PROBLEM TO WORK ON ▸ Whenever "await" occurs in a line of the material, list that line.
######
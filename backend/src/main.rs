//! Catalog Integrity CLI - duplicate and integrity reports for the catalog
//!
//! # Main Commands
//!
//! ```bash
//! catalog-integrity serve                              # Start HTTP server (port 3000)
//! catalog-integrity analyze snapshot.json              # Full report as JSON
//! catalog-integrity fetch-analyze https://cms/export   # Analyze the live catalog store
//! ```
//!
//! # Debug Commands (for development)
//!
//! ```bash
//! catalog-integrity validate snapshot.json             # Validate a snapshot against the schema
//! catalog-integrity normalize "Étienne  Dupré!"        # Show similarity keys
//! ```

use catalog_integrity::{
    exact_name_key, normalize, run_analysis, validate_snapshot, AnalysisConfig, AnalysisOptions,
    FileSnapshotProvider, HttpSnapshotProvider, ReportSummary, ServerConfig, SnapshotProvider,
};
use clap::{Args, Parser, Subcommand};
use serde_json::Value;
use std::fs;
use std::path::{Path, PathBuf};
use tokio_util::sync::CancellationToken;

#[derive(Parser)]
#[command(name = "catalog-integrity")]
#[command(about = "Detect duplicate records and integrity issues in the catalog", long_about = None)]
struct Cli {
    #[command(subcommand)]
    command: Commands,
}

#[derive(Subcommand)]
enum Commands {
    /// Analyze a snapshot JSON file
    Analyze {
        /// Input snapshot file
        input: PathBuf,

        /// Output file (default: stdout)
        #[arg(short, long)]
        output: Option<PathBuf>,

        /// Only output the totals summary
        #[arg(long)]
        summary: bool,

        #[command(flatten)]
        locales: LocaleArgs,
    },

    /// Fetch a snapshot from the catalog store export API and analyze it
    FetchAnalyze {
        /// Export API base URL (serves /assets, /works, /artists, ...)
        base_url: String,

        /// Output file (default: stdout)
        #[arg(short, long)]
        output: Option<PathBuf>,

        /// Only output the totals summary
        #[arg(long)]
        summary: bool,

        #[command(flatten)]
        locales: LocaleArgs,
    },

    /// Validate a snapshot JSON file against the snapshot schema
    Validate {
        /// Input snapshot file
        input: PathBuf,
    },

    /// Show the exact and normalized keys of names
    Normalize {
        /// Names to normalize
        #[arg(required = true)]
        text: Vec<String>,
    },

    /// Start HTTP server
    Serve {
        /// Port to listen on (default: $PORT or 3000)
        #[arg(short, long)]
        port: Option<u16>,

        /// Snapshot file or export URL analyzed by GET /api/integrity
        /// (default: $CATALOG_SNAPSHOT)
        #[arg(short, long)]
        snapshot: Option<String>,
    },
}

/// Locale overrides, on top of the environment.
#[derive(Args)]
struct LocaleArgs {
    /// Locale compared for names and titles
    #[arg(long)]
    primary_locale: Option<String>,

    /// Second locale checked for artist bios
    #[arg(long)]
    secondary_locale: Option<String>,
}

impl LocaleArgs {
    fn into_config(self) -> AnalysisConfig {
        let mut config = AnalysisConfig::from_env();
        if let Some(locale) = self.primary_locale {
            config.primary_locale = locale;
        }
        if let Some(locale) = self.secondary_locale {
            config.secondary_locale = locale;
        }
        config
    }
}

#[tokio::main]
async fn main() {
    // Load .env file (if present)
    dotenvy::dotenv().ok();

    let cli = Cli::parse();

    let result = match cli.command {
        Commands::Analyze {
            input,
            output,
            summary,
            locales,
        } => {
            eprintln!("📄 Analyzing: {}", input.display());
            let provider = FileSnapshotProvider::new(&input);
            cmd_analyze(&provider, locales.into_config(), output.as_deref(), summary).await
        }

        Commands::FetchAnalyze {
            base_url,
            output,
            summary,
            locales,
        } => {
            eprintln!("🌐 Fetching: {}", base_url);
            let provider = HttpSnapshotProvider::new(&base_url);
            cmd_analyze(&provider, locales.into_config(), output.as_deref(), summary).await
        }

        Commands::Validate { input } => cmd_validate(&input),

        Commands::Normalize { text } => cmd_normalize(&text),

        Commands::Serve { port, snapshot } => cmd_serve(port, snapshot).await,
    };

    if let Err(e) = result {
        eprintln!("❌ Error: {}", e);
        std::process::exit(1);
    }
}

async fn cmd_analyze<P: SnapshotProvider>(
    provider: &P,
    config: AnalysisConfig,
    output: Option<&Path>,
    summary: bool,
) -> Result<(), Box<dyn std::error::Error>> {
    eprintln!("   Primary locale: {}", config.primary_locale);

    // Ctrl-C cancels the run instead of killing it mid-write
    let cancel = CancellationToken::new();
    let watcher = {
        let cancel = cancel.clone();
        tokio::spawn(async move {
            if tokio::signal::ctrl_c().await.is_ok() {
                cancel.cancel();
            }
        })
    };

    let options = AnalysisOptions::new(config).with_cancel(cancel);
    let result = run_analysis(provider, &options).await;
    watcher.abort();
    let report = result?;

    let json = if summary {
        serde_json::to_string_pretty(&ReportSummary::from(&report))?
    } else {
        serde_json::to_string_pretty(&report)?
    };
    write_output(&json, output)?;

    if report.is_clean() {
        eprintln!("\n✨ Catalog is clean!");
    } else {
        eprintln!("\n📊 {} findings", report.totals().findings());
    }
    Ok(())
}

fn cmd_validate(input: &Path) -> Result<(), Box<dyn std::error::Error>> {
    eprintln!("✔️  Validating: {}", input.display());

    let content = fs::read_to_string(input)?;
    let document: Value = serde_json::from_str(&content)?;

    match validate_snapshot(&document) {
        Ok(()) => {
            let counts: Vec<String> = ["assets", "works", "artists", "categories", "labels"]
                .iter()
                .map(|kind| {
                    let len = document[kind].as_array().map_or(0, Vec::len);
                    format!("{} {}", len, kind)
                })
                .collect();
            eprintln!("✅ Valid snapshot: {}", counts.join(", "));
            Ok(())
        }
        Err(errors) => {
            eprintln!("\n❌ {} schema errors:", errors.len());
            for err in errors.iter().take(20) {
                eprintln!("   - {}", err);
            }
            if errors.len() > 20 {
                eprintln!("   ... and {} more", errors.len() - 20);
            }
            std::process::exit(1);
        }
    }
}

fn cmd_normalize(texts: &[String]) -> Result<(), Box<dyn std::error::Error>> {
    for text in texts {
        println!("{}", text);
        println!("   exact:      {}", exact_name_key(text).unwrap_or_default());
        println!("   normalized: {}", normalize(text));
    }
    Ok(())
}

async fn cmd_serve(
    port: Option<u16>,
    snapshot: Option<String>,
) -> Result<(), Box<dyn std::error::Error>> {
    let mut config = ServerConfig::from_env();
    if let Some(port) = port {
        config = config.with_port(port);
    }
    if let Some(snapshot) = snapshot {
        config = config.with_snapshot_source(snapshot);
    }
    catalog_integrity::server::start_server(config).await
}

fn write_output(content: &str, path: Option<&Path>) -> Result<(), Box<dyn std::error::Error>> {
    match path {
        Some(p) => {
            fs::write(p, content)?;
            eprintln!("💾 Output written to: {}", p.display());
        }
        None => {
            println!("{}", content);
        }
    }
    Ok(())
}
######
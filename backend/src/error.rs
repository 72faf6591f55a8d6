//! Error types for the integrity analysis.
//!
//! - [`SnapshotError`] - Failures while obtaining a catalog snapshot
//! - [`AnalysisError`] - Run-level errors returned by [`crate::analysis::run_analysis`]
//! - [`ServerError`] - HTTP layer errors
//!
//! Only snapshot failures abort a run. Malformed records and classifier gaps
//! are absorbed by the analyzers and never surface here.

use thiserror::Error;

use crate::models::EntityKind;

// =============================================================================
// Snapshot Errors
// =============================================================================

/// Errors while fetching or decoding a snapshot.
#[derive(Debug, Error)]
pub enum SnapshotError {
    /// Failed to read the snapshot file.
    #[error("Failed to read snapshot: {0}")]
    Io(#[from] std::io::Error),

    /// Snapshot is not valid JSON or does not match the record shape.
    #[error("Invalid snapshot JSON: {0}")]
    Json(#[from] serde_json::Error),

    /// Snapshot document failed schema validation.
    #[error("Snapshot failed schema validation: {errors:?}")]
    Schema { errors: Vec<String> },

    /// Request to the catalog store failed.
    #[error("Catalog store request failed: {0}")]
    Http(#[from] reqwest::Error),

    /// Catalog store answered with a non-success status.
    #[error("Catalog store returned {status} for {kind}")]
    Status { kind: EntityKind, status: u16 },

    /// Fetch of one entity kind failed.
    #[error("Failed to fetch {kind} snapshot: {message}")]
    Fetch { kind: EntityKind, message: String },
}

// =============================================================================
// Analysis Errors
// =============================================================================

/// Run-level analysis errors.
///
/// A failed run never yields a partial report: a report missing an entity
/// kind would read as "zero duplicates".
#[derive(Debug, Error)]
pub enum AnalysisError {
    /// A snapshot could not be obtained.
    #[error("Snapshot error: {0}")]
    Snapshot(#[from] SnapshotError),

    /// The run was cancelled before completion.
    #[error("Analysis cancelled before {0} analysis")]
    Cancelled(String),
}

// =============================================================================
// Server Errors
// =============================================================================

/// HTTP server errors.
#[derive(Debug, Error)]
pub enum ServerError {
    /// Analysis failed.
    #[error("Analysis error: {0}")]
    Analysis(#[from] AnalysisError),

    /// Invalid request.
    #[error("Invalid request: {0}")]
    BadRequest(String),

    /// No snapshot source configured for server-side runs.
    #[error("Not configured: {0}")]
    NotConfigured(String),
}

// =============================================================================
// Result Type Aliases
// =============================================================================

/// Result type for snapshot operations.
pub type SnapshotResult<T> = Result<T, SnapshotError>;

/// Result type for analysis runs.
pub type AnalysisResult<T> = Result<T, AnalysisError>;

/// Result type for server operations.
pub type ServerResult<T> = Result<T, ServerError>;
######
WRITTEN RESPONSE ▸
            cmd_analyze(&provider, locales.into_config(), output.as_deref(), summary).await
            cmd_analyze(&provider, locales.into_config(), output.as_deref(), summary).await
        Commands::Serve { port, snapshot } => cmd_serve(port, snapshot).await,
            if tokio::signal::ctrl_c().await.is_ok() {
    let result = run_analysis(provider, &options).await;
    catalog_integrity::server::start_server(config).await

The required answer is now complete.